FAQ

From N64brew Wiki
Revision as of 09:50, 11 September 2023 by Rasky (talk | contribs)
Jump to navigation Jump to search

This page tries to provide a detailed answer to frequently asked questions on Nintendo 64. Some of these have spawned myths over the years in online communities, so this page hopefully answers properly and debunks some of them.

What is the maximum cartridge size (ROM) supported by a Nintendo 64?

Short answer: 4 GiB, without bank switchers. Unlimited otherwise.

Most people seem to believe that Nintendo 64 is somehow limited to cartridge of 64 MiB. The origin of this belief is likely the fact that 64 MiB is the maximum size used by retail games (such as Conker: Bad Fur Day). In fact, there is no such a hardware limit. The cartridge is accessed via the PI bus, a serial bus that allows for full 32-bit addresses, accessible via DMA: so a hardware cartridge can reply with data to any address in the 32-bit range. ROMs must have a valid header at address 1000'0000, but besides that, there is absolutely no constraint: a cartridge could also reply with data in the range 0000'0000 - 0FFF'FFFF, as long as the application itself knows about it and retrieves it when necessary.

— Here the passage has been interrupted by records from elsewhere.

#[derive(Debug, Clone, PartialEq)]
struct PlayerData {
    state: PlayerState,
    facing: Facing4,
    inventory: Vec<ItemKind>,
    detections: u32,
    /// Remaining seconds in a timed state (Hit recovery, Invisible duration).
    state_seconds: f32,
    climbing_ladder: Option<EntityId>,
    contact_cooldown: f32,
    animator: Animator,
}

impl PlayerData {
    fn new() -> Self {
        Self {
            state: PlayerState::Idle,
            facing: Facing4::Down,
            inventory: Vec::new(),
            detections: 0,
            state_seconds: 0.0,
            climbing_ladder: None,
            contact_cooldown: 0.0,
            animator: Animator::new(AnimClip::Idle),
        }
    }

    fn has_item(&self, item: ItemKind) -> bool {
        self.inventory.contains(&item)
    }

    fn remove_item(&mut self, item: ItemKind) -> bool {
        if let Some(index) = self.inventory.iter().position(|owned| *owned == item) {
            self.inventory.remove(index);
            return true;
        }
        false
    }

    fn begin_hit(&mut self, recover_seconds: f32) {
        self.state = PlayerState::Hit;
        self.state_seconds = recover_seconds;
        self.climbing_ladder = None;
        self.contact_cooldown = CONTACT_COOLDOWN_SECONDS;
    }

    fn begin_invisible(&mut self, duration_seconds: f32) {
        self.state = PlayerState::Invisible;
        self.state_seconds = duration_seconds;
        self.climbing_ladder = None;
    }

    fn begin_climb(&mut self, ladder: EntityId) {
        self.state = PlayerState::Climb;
        self.state_seconds = 0.0;
        self.climbing_ladder = Some(ladder);
    }

    fn end_timed_state_if_expired(&mut self, dt_seconds: f32) {
        self.contact_cooldown = (self.contact_cooldown - dt_seconds).max(0.0);
        if !matches!(self.state, PlayerState::Hit | PlayerState::Invisible) {
            return;
        }
        self.state_seconds -= dt_seconds;
        if self.state_seconds <= 0.0 {
            self.state = PlayerState::Idle;
            self.state_seconds = 0.0;
        }
    }

    fn clip(&self) -> AnimClip {
        match self.state {
            PlayerState::Idle => AnimClip::Idle,
            PlayerState::Run => AnimClip::Run,
            PlayerState::Hit => AnimClip::Hit,
            PlayerState::Climb => AnimClip::Climb,
            PlayerState::Invisible => AnimClip::Vanish,
        }
    }
}

#[derive(Debug, Clone, PartialEq)]
struct GuardData {
    state: GuardState,
    facing: FacingLr,
    patrol: Vec<Vec2>,
    patrol_index: usize,
    /// State-relative clock: elapsed orientation delay in Alert, seconds since
    /// the last re-detection in Chase, remaining stun in Stunned.
    state_seconds: f32,
    last_seen: Vec2,
    animator: Animator,
}

impl GuardData {
    fn new(patrol: Vec<Vec2>) -> Self {
        let last_seen = patrol.first().copied().unwrap_or_default();
        Self {
            state: GuardState::Patrol,
            facing: FacingLr::Right,
            patrol,
            patrol_index: 0,
            state_seconds: 0.0,
            last_seen,
            animator: Animator::new(AnimClip::Patrol),
        }
    }

    /// Stun wins over every other state; a guard that is already stunned
    /// ignores further hits and keeps its running timer.
    fn take_hit(&mut self, stun_seconds: f32) -> bool {
        if self.state == GuardState::Stunned {
            return false;
        }
        self.state = GuardState::Stunned;
        self.state_seconds = stun_seconds;
        true
    }

    fn begin_alert(&mut self, seen_at: Vec2, own_position: Vec2) {
        self.state = GuardState::Alert;
        self.state_seconds = 0.0;
        self.last_seen = seen_at;
        self.facing = FacingLr::from_dx(seen_at.x - own_position.x, self.facing);
    }

    fn nearest_patrol_index(&self, position: Vec2) -> usize {
        let mut best = 0usize;
        let mut best_distance_sq = f32::INFINITY;
        for (index, waypoint) in self.patrol.iter().enumerate() {
            let distance_sq = position.distance_sq_to(*waypoint);
            if distance_sq < best_distance_sq {
                best = index;
                best_distance_sq = distance_sq;
            }
        }
        best
    }

    fn clip(&self) -> AnimClip {
        match self.state {
            GuardState::Patrol => AnimClip::Patrol,
            GuardState::Alert => AnimClip::Alert,
            GuardState::Chase => AnimClip::Chase,
            GuardState::Stunned => AnimClip::Stunned,
        }
    }
}

#[derive(Debug, Clone, PartialEq)]
struct CameraData {
    facing: CameraFacing,
    alerted: bool,
    fov: [Vec2; 3],
    animator: Animator,
}

impl CameraData {
    fn new(position: Vec2, facing: CameraFacing, tuning: &engine::Tuning) -> Self {
        Self {
            facing,
            alerted: false,
            fov: camera_fov(position, facing, tuning),
            animator: Animator::new(AnimClip::Watch),
        }
    }

    fn set_pose(&mut self, position: Vec2, facing: CameraFacing, tuning: &engine::Tuning) {
        self.facing = facing;
        self.fov = camera_fov(position, facing, tuning);
    }
}

/// Triangular field of view with the camera at the apex. Recomputed only when
/// the pose changes; cameras never move during simulation.
fn camera_fov(position: Vec2, facing: CameraFacing, tuning: &engine::Tuning) -> [Vec2; 3] {
    let range = tuning.camera_view_range;
    let half_width = tuning.camera_view_half_width;
    match facing {
        CameraFacing::Left => [
            position,
            Vec2 {
                x: position.x - range,
                y: position.y + half_width,
            },
            Vec2 {
                x: position.x - range,
                y: position.y - half_width,
            },
        ],
        CameraFacing::Right => [
            position,
            Vec2 {
                x: position.x + range,
                y: position.y - half_width,
            },
            Vec2 {
                x: position.x + range,
                y: position.y + half_width,
            },
        ],
        CameraFacing::Down => [
            position,
            Vec2 {
                x: position.x - half_width,
                y: position.y - range,
            },
            Vec2 {
                x: position.x + half_width,
                y: position.y - range,
            },
        ],
    }
}

#[derive(Debug, Clone, PartialEq)]
struct DoorData {
    open: bool,
    locked: bool,
    puzzle: Option<Puzzle>,
}

#[derive(Debug, Clone, Copy, PartialEq)]
struct LadderData {
    bottom_y: f32,
    top_y: f32,
}

#[derive(Debug, Clone, PartialEq)]
struct PictureData {
    text: String,
}

#[derive(Debug, Clone, PartialEq)]
struct InfoData {
    kind: InfoKind,
    text: String,
    objective: bool,
    read: bool,
}

#[derive(Debug, Clone, Copy, PartialEq)]
struct PickupData {
    item: ItemKind,
    taken: bool,
}

#[derive(Debug, Clone, PartialEq)]
enum EntityKind {
    Player(PlayerData),
    Guard(GuardData),
    Camera(CameraData),
    Door(DoorData),
    Ladder(LadderData),
    Picture(PictureData),
    Info(InfoData),
    Pickup(PickupData),
}

impl EntityKind {
    fn tag(&self) -> &'static str {
        match self {
            EntityKind::Player(_) => "player",
            EntityKind::Guard(_) => "guard",
            EntityKind::Camera(_) => "camera",
            EntityKind::Door(_) => "door",
            EntityKind::Ladder(_) => "ladder",
            EntityKind::Picture(_) => "picture",
            EntityKind::Info(_) => "info",
            EntityKind::Pickup(_) => "pickup",
        }
    }
}

#[derive(Debug, Clone, PartialEq)]
struct Entity {
    id: EntityId,
    position: Vec2,
    layer: RenderLayer,
    visible: bool,
    kind: EntityKind,
}

impl Entity {
    fn as_player(&self) -> Option<&PlayerData> {
        match &self.kind {
            EntityKind::Player(data) => Some(data),
            _ => None,
        }
    }

    fn as_player_mut(&mut self) -> Option<&mut PlayerData> {
        match &mut self.kind {
            EntityKind::Player(data) => Some(data),
            _ => None,
        }
    }

    fn as_guard(&self) -> Option<&GuardData> {
        match &self.kind {
            EntityKind::Guard(data) => Some(data),
            _ => None,
        }
    }

    fn as_guard_mut(&mut self) -> Option<&mut GuardData> {
        match &mut self.kind {
            EntityKind::Guard(data) => Some(data),
            _ => None,
        }
    }

    fn as_door(&self) -> Option<&DoorData> {
        match &self.kind {
            EntityKind::Door(data) => Some(data),
            _ => None,
        }
    }

    fn as_door_mut(&mut self) -> Option<&mut DoorData> {
        match &mut self.kind {
            EntityKind::Door(data) => Some(data),
            _ => None,
        }
    }

    /// Collision footprint. An open door has no footprint at all; a closed one
    /// blocks its full width.
    fn bounding_box(&self) -> Option<Rect> {
        let half_extent = match &self.kind {
            EntityKind::Player(_) => Vec2 {
                x: PLAYER_HALF_EXTENT,
                y: PLAYER_HALF_EXTENT,
            },
            EntityKind::Guard(_) => Vec2 {
                x: GUARD_HALF_EXTENT,
                y: GUARD_HALF_EXTENT,
            },
            EntityKind::Camera(_) => Vec2 {
                x: CAMERA_HALF_EXTENT,
                y: CAMERA_HALF_EXTENT,
            },
            EntityKind::Door(door) => {
                if door.open {
                    return None;
                }
                Vec2 {
                    x: DOOR_HALF_WIDTH,
                    y: DOOR_HALF_DEPTH_CLOSED,
                }
            }
            EntityKind::Ladder(ladder) => Vec2 {
                x: PROP_HALF_EXTENT,
                y: (ladder.top_y - ladder.bottom_y) * 0.5,
            },
            EntityKind::Picture(_) | EntityKind::Info(_) | EntityKind::Pickup(_) => Vec2 {
                x: PROP_HALF_EXTENT,
                y: PROP_HALF_EXTENT,
            },
        };
        Some(Rect::from_center_half_extent(self.position, half_extent))
    }
}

Some of the address space is also memory-mapped to the VR4300 (and that includes normally the whole ROM too), but that is not a limit or a constraint in any way. It is true that the full 32-bit address space is accessible only via DMA, but that is actually the main (and almost only) way a ROM is normally accessed: direct I/O accesses via CPUs in memory mapped areas are rather slow, cannot be cached, and only work correctly with 32-bit access size. So in practice they are rarely used.

At the hardware level, the presence of a serial bus means that it is possible to split ROM contents across a different array of chips if required; as long as the PI bus decoding logic knows how to map each address to the correct chip, it will be fine.

Homebrew developers should anyway carefully consider going past 64 MiB with their ROMs. In fact, most emulators do not support ROMs beyond that limit (even though the modification is expected to be quick once they are made aware that it is not a hardware limit), and flashcarts commonly used to play home-brew productions on hardware (such as EverDrive 64 or SummerCart 64) only have about 64 MiB of SDRAM to keep ROM contents, so they do not support larger ROMs as well.